“AFTER PARKLAND”— Coping with Tragedy


Coping with Tragedy

Amos Lassen

“After Parkland” gives us an up close and personal look at tragedy, revisiting the Marjory Stoneman Douglas High School shooting from the perspective of those who were there the day when 17 students were murdered. They share first-hand experiences, as well as actual cell phone camera footage taken by students as they were running for cover. We learn how terrifying it was to live through the event. What also comes across is the anger and outrage of the Parkland community, stirred up by what many of them see as a situation that’s become all too familiar in America.

Directors Emily Taguchi and Jake Lefferman follow a cross-section of Parkland residents, all of whom have a connection to the shooting. They rise up and speak out. The comments are not always the same. While students such as David Hogg call for stricter gun laws, others like Andrew Pollack, whose daughter Meadow was killed by the gunman, demand more resources for school safety instead. Survivor Victoria Gonzalez, whose boyfriend Joaquin was among the victims, simply tries to live her life despite the profound feeling of loss hanging over her. Time is equally divided between their subjects, respecting everybody’s right to process what happened in their own way. Some viewers may find the reactions frustrating at times.

The most compelling moments center on the re-opening of the school two weeks after the shooting. There is a massive police presence, which on the one hand represents a community coming together, but some students claim they don’t actually feel safer and that nothing has been done legislatively to ban assault weapons. Their frustration leads to protests intended to keep the shooting on people’s minds, which eventually connect them to larger national movements to bring about real change. The filmmakers show how the community of Parkland also needs to heal.

At one point, we see students taking part in anti-gun walkouts at towns and cities across the country, and the sight of thousands gathered together to make their voices heard is powerful. They are a portrait of resilience. Unfortunately, such a setting has become too commonplace to fit a particular place or time..

In the first few minutes cries and camera-phone footage stream across the screen in a harrowing and sad opening. The video puts the shooting within a specific period, as the intimacy and visceral availability of such footage is a recent phenomenon. We see the horrifying 6-plus minutes the students experienced that day. It is impossible to see this film with dry eyes.

Interviews with parents like Andrew Pollack (father of Meadow Pollack) and Manuel Oliver (father of Joaquin Oliver), and with students like David Hogg, Samuel Zeif, Brooke Harrison, Victoria Gonzalez, and Dillon McCooty dominate the documentary.  Much like the larger political discussions surrounding the nation, no one feels sure of how to proceed, to grieve, to fix the causes of their collective tragedy.

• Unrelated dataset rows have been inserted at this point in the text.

//! The IR graph.
//!
//! The graph owns every block, value node and frame state in per-compilation arenas; edges
//! between them are dense indices, never references. The graph is cyclic through loop back
//! edges, so the arenas free as a unit when the compilation ends. A reverse predecessor map is
//! maintained alongside the forward successor edges.

use crate::hir::block::{Block, BlockFlags, BlockId};
use crate::hir::frame_state::{FrameState, StateId};
use crate::hir::value::{NodeId, Value, ValueFlags, ValueTag};
use ahash::AHashMap;
use lungo_code::{Kind, ObjectHandle};

/// One exception handler of the method, in graph terms.
#[derive(Clone, Debug)]
pub struct IrHandler {
    pub start_bci: u32,
    pub end_bci: u32,
    /// The handler's entry block
    pub block: BlockId,
    /// Resolved catch class; `None` catches everything
    pub catch_type: Option<ObjectHandle>,
    /// Synthetic catch-all covering the whole method (synchronized method unwind)
    pub synthetic: bool,
}

impl IrHandler {
    /// Return whether the handler covers `bci`.
    #[must_use]
    pub fn covers(&self, bci: u32) -> bool {
        self.synthetic || (self.start_bci <= bci && bci < self.end_bci)
    }
}

/// The rooted, arena-owned HIR graph of one compilation.
#[derive(Debug, Default)]
pub struct Ir {
    values: Vec<Value>,
    blocks: Vec<Block>,
    states: Vec<FrameState>,
    state_index: AHashMap<FrameState, StateId>,
    pub start_block: Option<BlockId>,
    pub osr_block: Option<BlockId>,
    pub handlers: Vec<IrHandler>,
    /// Number of monitor slots the frame needs
    pub max_locks: u32,
}

impl Ir {
    #[must_use]
    pub fn new() -> Ir {
        Ir::default()
    }

    /// Allocate a new block.
    pub fn new_block(&mut self, bci: u32, flags: BlockFlags) -> BlockId {
        let id = BlockId(u32::try_from(self.blocks.len()).unwrap_or(u32::MAX));
        self.blocks.push(Block::new(id, bci, flags));
        id
    }

    /// Allocate a new value node without appending it to a block chain.
    pub fn new_value(&mut self, block: BlockId, bci: u32, kind: Kind, tag: ValueTag) -> NodeId {
        let id = NodeId(u32::try_from(self.values.len()).unwrap_or(u32::MAX));
        self.values.push(Value {
            id,
            kind,
            flags: ValueFlags::LIVE,
            operand: None,
            next: None,
            block,
            bci,
            state: None,
            handlers: Vec::new(),
            tag,
        });
        id
    }

    /// Append an already allocated node to its block's instruction chain.
    ///
    /// # Panics
    ///
    /// if the block already ends in a block end
    pub fn append(&mut self, block: BlockId, node: NodeId) {
        let last = self.block(block).last;
        match last {
            Some(last) => {
                assert!(
                    !self.value(last).tag.is_block_end(),
                    "appending {node} after the block end of {block}"
                );
                self.value_mut(last).next = Some(node);
            }
            None => {
                self.block_mut(block).first = Some(node);
            }
        }
        self.block_mut(block).last = Some(node);
        self.value_mut(node).block = block;
    }

    /// Create a phi merging `slot` at `block`.
    pub fn new_phi(
        &mut self,
        block: BlockId,
        kind: Kind,
        slot: crate::hir::value::PhiSlot,
        inputs: Vec<NodeId>,
    ) -> NodeId {
        let bci = self.block(block).bci;
        let phi = self.new_value(block, bci, kind, ValueTag::Phi { slot, inputs });
        self.block_mut(block).phis.push(phi);
        phi
    }

    /// Add a control flow edge, keeping the predecessor map consistent.
    pub fn add_edge(&mut self, from: BlockId, to: BlockId) {
        self.block_mut(from).successors.push(to);
        self.block_mut(to).predecessors.push(from);
    }

    /// Intern a frame state snapshot.
    pub fn intern_state(&mut self, state: FrameState) -> StateId {
        if let Some(id) = self.state_index.get(&state) {
            return *id;
        }
        let id = StateId(u32::try_from(self.states.len()).unwrap_or(u32::MAX));
        self.states.push(state.clone());
        self.state_index.insert(state, id);
        id
    }

    #[must_use]
    pub fn value(&self, id: NodeId) -> &Value {
        &self.values[id.index()]
    }

    pub fn value_mut(&mut self, id: NodeId) -> &mut Value {
        &mut self.values[id.index()]
    }

    #[must_use]
    pub fn block(&self, id: BlockId) -> &Block {
        &self.blocks[id.index()]
    }

    pub fn block_mut(&mut self, id: BlockId) -> &mut Block {
        &mut self.blocks[id.index()]
    }

    #[must_use]
    pub fn state(&self, id: StateId) -> &FrameState {
        &self.states[id.index()]
    }

    #[must_use]
    pub fn block_count(&self) -> usize {
        self.blocks.len()
    }

    #[must_use]
    pub fn value_count(&self) -> usize {
        self.values.len()
    }

    /// Return the instruction chain of a block, in order.
    #[must_use]
    pub fn instructions(&self, block: BlockId) -> Vec<NodeId> {
        let mut chain = Vec::new();
        let mut cursor = self.block(block).first;
        while let Some(node) = cursor {
            chain.push(node);
            cursor = self.value(node).next;
        }
        chain
    }

    /// Return the blocks reachable from the start block in reverse postorder.
    ///
    /// # Panics
    ///
    /// if the graph has no start block
    #[must_use]
    pub fn reverse_postorder(&self) -> Vec<BlockId> {
        let start = self.start_block.expect("graph has no start block");
        let mut postorder = Vec::with_capacity(self.blocks.len());
        let mut visited = vec![false; self.blocks.len()];
        // Iterative DFS; the second stack element is the next successor index to visit
        let mut stack = vec![(start, 0usize)];
        visited[start.index()] = true;
        while let Some((block, successor_index)) = stack.pop() {
            let successors = &self.block(block).successors;
            if successor_index < successors.len() {
                stack.push((block, successor_index + 1));
                let next = successors[successor_index];
                if !visited[next.index()] {
                    visited[next.index()] = true;
                    stack.push((next, 0));
                }
            } else {
                postorder.push(block);
            }
        }
        postorder.reverse();
        postorder
    }

    /// Check the structural invariants of the graph.
    ///
    /// # Errors
    ///
    /// with a description of the first violated invariant
    pub fn verify(&self) -> Result<(), String> {
        let reachable = self.reverse_postorder();
        for block_id in &reachable {
            let block = self.block(*block_id);
            // Every visited block ends in exactly one block end
            if block.is_visited() {
                let Some(last) = block.last else {
                    return Err(format!("{block_id} has no instructions"));
                };
                if !self.value(last).tag.is_block_end() {
                    return Err(format!("{block_id} does not end in a block end"));
                }
                let ends = self
                    .instructions(*block_id)
                    .iter()
                    .filter(|node| self.value(**node).tag.is_block_end())
                    .count();
                if ends != 1 {
                    return Err(format!("{block_id} has {ends} block ends"));
                }
            }
            // Predecessor counts match forward edges
            let incoming = reachable
                .iter()
                .flat_map(|other| self.block(*other).successors.iter())
                .filter(|successor| **successor == *block_id)
                .count();
            if incoming != block.predecessors.len() {
                return Err(format!(
                    "{block_id} has {} predecessors but {incoming} incoming edges",
                    block.predecessors.len()
                ));
            }
            // Phi arity matches the predecessor count
            for phi in &block.phis {
                let ValueTag::Phi { inputs, .. } = &self.value(*phi).tag else {
                    return Err(format!("{phi} in the phi list of {block_id} is not a phi"));
                };
                if inputs.len() != block.predecessors.len() {
                    return Err(format!(
                        "phi {phi} of {block_id} has {} inputs for {} predecessors",
                        inputs.len(),
                        block.predecessors.len()
                    ));
                }
            }
        }
        Ok(())
    }
}

#[cfg(test)]
mod test {
    use super::*;
    use lungo_code::ConstValue;

    fn diamond() -> Ir {
        let mut ir = Ir::new();
        let entry = ir.new_block(0, BlockFlags::STANDARD_ENTRY);
        let left = ir.new_block(4, BlockFlags::empty());
        let right = ir.new_block(8, BlockFlags::empty());
        let join = ir.new_block(12, BlockFlags::empty());
        ir.start_block = Some(entry);
        ir.add_edge(entry, left);
        ir.add_edge(entry, right);
        ir.add_edge(left, join);
        ir.add_edge(right, join);
        ir
    }

    #[test]
    fn test_append_chains_values() {
        let mut ir = Ir::new();
        let block = ir.new_block(0, BlockFlags::empty());
        let first = ir.new_value(block, 0, Kind::Int, ValueTag::Constant(ConstValue::Int(1)));
        let second = ir.new_value(block, 1, Kind::Int, ValueTag::Constant(ConstValue::Int(2)));
        ir.append(block, first);
        ir.append(block, second);
        assert_eq!(vec![first, second], ir.instructions(block));
        assert_eq!(Some(second), ir.value(first).next);
    }

    #[test]
    fn test_edges_maintain_predecessors() {
        let ir = diamond();
        let join = BlockId(3);
        assert_eq!(vec![BlockId(1), BlockId(2)], ir.block(join).predecessors);
        assert_eq!(vec![BlockId(1), BlockId(2)], ir.block(BlockId(0)).successors);
    }

    #[test]
    fn test_reverse_postorder_visits_all() {
        let ir = diamond();
        let order = ir.reverse_postorder();
        assert_eq!(4, order.len());
        assert_eq!(BlockId(0), order[0]);
        // The join block comes after both branches
        assert_eq!(BlockId(3), order[3]);
    }

    #[test]
    fn test_state_interning() {
        let mut ir = Ir::new();
        let state = FrameState::new(0, 2, None);
        let first = ir.intern_state(state.clone());
        let second = ir.intern_state(state);
        assert_eq!(first, second);
        let other = FrameState::new(4, 2, None);
        let third = ir.intern_state(other);
        assert_ne!(first, third);
    }

    #[test]
    fn test_verify_phi_arity() {
        let mut ir = diamond();
        let join = BlockId(3);
        // A phi with only one input for two predecessors
        let lonely = ir.new_value(join, 12, Kind::Int, ValueTag::Constant(ConstValue::Int(0)));
        ir.new_phi(
            join,
            Kind::Int,
            crate::hir::value::PhiSlot::Stack(0),
            vec![lonely],
        );
        let error = ir.verify().expect_err("phi arity should be rejected");
        assert!(error.contains("inputs for 2 predecessors"));
    }

    #[test]
    fn test_verify_accepts_diamond() {
        let ir = diamond();
        assert_eq!(Ok(()), ir.verify());
    }
}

This is not an anti-gun documentary— the film doesn’t lend itself to either side. Clear opportunities exist for the filmmakers to pit the conservative solutions of respective parents against the liberal-activist demands of the students but the directors do not indulge in this. Instead, they make a personal accounting of grief and the courage to continue living. The footage of other “post-tragedy” events, like the school prom or graduation place a hevy weight on each passing day. We are reminded of the memories parents and their children were robbed of. 

The most poignant scene takes place when the students return for their first day of school. Faces of incoming freshman flash across the screen, teenagers who are only aware of their new school through news coverage. Life continues and is a reminder of the world’s cruel fact. It is not hard to forget the tragic stories that we’ve all heard since that day. The film gives us a look at what happened after the shooting and the far-reaching impacts those 6 minutes and 20 seconds had on so many people. 

The survivors, as well as the families of the victims, vowed that the deaths of their sons, daughters, sisters, brothers, and friends would not be in vain. They reached out to their local representatives and challenged them in public forums. They organized marches and helped to register new voters. They wanted this to be the last time this kind of thing happened and they were going to make sure that their voices were heard. We see how people like David Hogg and Andrew Pollack lived their lives after the shooting. They and so many others refused to rest.

We are reminded that this happened in February 2018, and by the end of that year there were 340 Mass Shootings in the US in which 373 people died and 1346 were  injured. This is a film that must be seen and then, perhaps, we will vote out of power those politicians who seem fine to continue having blood on their hands.